Here's some remarkable observations from today's elections for German
parliament.

- Both major factions (Social Democrats SPD vs. Christian Democrats CDU
+ Christian Socialists CSU) have lost many votes compared to the 2002
elections and are now, according to the last prognoses, very close
(34.2% vs. 35% of the vote). Nevertheless, both their candidates for
office of chancellor (Chancellor Gerhard Schröder, Angela Merkel) have
declared already that they consider the vote a clear mandate for the
respective party.

- Traditionally, the largest faction in parliament tries to build a
coalition to elect their candidate for chancellor. At the moment, this
seems to be the CDU/CSU faction.

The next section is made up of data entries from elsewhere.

/// 2. Containers in reverse dependency order.
async fn stop_containers(
    desc: &ProjectDescriptor,
    global: &GlobalConfig,
    sync: bool,
    remove: bool,
) -> Result<()> {
    let mut roles = service_roles(desc, global, sync);
    // A previously synced project may still carry a sidecar even if sync
    // is now disabled; include it so stop is complete.
    if !roles.contains(&Role::SyncSidecar) {
        roles.push(Role::SyncSidecar);
    }
    roles.reverse();
    for role in roles {
        let name = project::container_name(&desc.name, role);
        lifecycle::stop_container(&name, Some(10))
            .await
            .with_context(|| format!("Failed to stop {} service", role))?;
        if remove {
            lifecycle::remove_container(&name, true)
                .await
                .with_context(|| format!("Failed to remove {} service", role))?;
        }
    }
    Ok(())
}

/// Restart: stop then start, leaving the auxiliary containers alone (the
/// stop path never touches them anyway; their ensure in `start` is
/// idempotent). The per-project lock is held across both phases, so no
/// other invocation can slip in between them.
pub async fn restart(desc: &ProjectDescriptor, out: &Output) -> Result<()> {
    let _lock = Lock::acquire(&desc.lock_path())?;
    stop_locked(desc, false, out).await?;
    start_locked(desc, out).await
}

/// Removes the project: stop with data removal plus deregistration.
pub async fn remove(desc: &ProjectDescriptor, out: &Output) -> Result<()> {
    let _lock = Lock::acquire(&desc.lock_path())?;
    stop_locked(desc, true, out).await?;

    // Stop only knows the current role set; take out anything else still
    // carrying the project label (a sidecar from an older configuration,
    // for example).
    for container in state::list_project_containers(&desc.name, true).await? {
        for name in container.names.unwrap_or_default() {
            lifecycle::remove_container(name.trim_start_matches('/'), true).await?;
        }
    }

    project::deregister(&desc.name)?;
    out.success(&format!("Project '{}' has been removed.", desc.name));
    Ok(())
}

/// Confirmation text for the sync-reset path, the one operation that
/// discards container-side changes instead of flushing them out.
pub fn reset_warning(desc: &ProjectDescriptor) -> String {
    format!(
        "Resetting sync for '{}' discards changes that exist only inside the container. \
         Host files are kept.",
        desc.name
    )
}

// --- Unit Tests ---
#[cfg(test)]
mod tests {
    use super::*;
    use std::collections::BTreeSet;
    use std::path::PathBuf;

    fn desc(omit: &[&str], mutagen: Option<bool>) -> ProjectDescriptor {
        ProjectDescriptor {
            name: "demo".to_string(),
            database: Default::default(),
            omit_containers: omit.iter().map(|s| s.to_string()).collect::<BTreeSet<_>>(),
            mutagen,
            approot: PathBuf::from("/home/me/demo"),
        }
    }

    #[test]
    fn test_urls_are_deterministic() {
        let d = desc(&[], None);
        // stop; start must yield the same reachable URLs.
        assert_eq!(project_urls(&d), project_urls(&d));
        assert_eq!(project_urls(&d)[0], "http://demo.ddev.site");
    }

    #[test]
    fn test_service_roles_dependency_order() {
        let global = GlobalConfig::default();
        let full = service_roles(&desc(&[], Some(true)), &global, true);
        assert_eq!(full, vec![Role::Db, Role::Web, Role::Dba, Role::SyncSidecar]);

        let no_dba = service_roles(&desc(&["dba"], None), &global, false);
        assert_eq!(no_dba, vec![Role::Db, Role::Web]);
    }

    /// Restart holds the per-project lock across the stop+start pair, so
    /// a second invocation blocks at the lock instead of interleaving.
    #[tokio::test(flavor = "multi_thread", worker_threads = 2)]
    async fn test_restart_waits_on_the_project_lock() {
        let dir = tempfile::tempdir().unwrap();
        let d = ProjectDescriptor {
            name: "lockcheck".to_string(),
            database: Default::default(),
            omit_containers: Default::default(),
            mutagen: Some(false),
            approot: dir.path().to_path_buf(),
        };
        let held = Lock::acquire(&d.lock_path()).unwrap();

        let contender = d.clone();
        let task = tokio::spawn(async move {
            let out = Output::new(true);
            let _ = restart(&contender, &out).await;
        });
        tokio::time::sleep(Duration::from_millis(300)).await;
        assert!(!task.is_finished(), "restart ran while the lock was held");
        task.abort();
        drop(held);
        let _ = task.await;
    }

    #[test]
    fn test_spec_for_covers_all_project_roles() {
        let global = GlobalConfig::default();
        let d = desc(&[], Some(true));
        for role in service_roles(&d, &global, true) {
            let spec = spec_for(&d, &global, true, role);
            assert!(spec.name.starts_with("ddev-demo-"));
        }
    }
}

However, because CDU and CSU are
actually two parties with independent programs, the SPD now argues that
the chancellor should be the candidate from the largest *party*, which
at the moment is the SPD.

- The new German parliament will consist of five factions: SPD and
CDU/CDU with somewhat more than one third of the seats each, and Free
Democrats (FDP), Greens, and Leftists with about 10% of the seats each.
It is not clear how these five factions fit into a one- or
two-dimensional political sprectrum, so there are a large number of
technically possible and politically not a priori unthinkable
coalitions. Technically, there are seven possible *critical* coalitions
(critical coalition = subset of the set of factions which has a majority
of the seats but no strict subset has a majority of the seats), of which
only three seem unthinkable, leaving as possible critical coalitions the
following four:
  CDU/CSU+SPD
  CDU/CSU+Greens+FDP
  SPD+Greens+FDP
  SPD+Greens+Leftists (some consider this also unthinkable)
Following Banzhaf, this would mean that the factions which build the
current government, SPD and Greens, each still have the most power:
  SPD and Greens each belong to 3 possible critical coalitions,
  CDU/CSU and FDP each belong to only 2 possible critical coalitions.
  The Leftists belong to only 1 possible critical coalition.